Summarizing IPM, it follows a four-tiered approach

  • Set action threshold: This is setting the point at which control needs to be taken, and in case you are wondering, sighting a single pest does not always mean control is needed. The threshold depends on the situation at hand, like the type of facility and how sensitive its operation is to the presence of pests.
  • Monitor and identify pests: This is done to prevent the unnecessary use of pesticides or the wrong kind of pesticides. This stage begins with identifying the pest and whether control measures are needed or not for the pest in question.
  • Prevention: As the first line of pest control, this step focuses on managing the crop, lawn, or indoor space to prevent pests from becoming a threat. This could include measures like preventing the pests' entry into the space in question and maintaining general cleanliness in the space/facility.
  • Control: After the initial two steps have been decided and the third step is no longer effective or available, IPM programs then evaluate the proper control method for effectiveness or risk. For control, the less risky and more effective options are chosen first, like pheromones to disrupt pest mating or mechanical control like trapping. Another strategy is biological control through the introduction of predators. If these measures are not working, additional pest control methods are employed, like the targeted use of pesticides.

By following a logical sequence of actions, IPM can create an optimal solution to prevent/minimize damage due to various pests. By taking a series of steps before initiating rodent control, IPM ensures that every effort is made to avoid using hazardous and environmentally-damaging rodenticides.

Even when rodenticides may have to be used, this is done in the most targeted way possible, both in terms of selecting the most appropriate agent for the type of pest being targeted and choosing the safest and most efficient way of deploying the rodenticide.

In conclusion, the global food supply chain is a complex web of facilities and processes critical in bringing various food products to our tables from sources worldwide. Rodents cause billions of dollars of direct and indirect damage to the food supply chain resulting in the wastage of food that could have fed tens of millions of people.

Minimizing or preventing rodent damage in the food supply chain is a constant battle at every location in the chain, from the farm to the grocery store. The first line of defense is to exclude rodents from the facilities by eliminating means of access. Introducing active exclusion control measures, like EcoBloc, is an effective strategy to keep rodents out.

Where exclusion fails, rodent control measures have to be adopted.

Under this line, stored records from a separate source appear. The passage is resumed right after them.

//! Storage backend implementations.
//!
//! Each backend module provides a concrete type that implements
//! [`CsiIdentity`](crate::CsiIdentity) and
//! [`CsiController`](crate::CsiController).

pub mod memory;

pub use memory::MemoryBackend;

While the first option that springs to your mind is using traps and chemical rodent control, both have drawbacks. Chemical rodenticides can poison humans and non-targeted animals, posing a serious health hazard and environmental damage.

The best solution, as we have seen, is to adopt an Integrated Pest Management strategy that not only minimizes the downside of rodenticide use but also provides the most effective solution by tailoring the response to each type of pest/rodent present and combining pest prevention strategies such as rodent exclusion with rodent control measures. By identifying and deploying the most effective methods based on the scenario, we can minimize rodent damage without wasting valuable resources and avoiding collateral damage.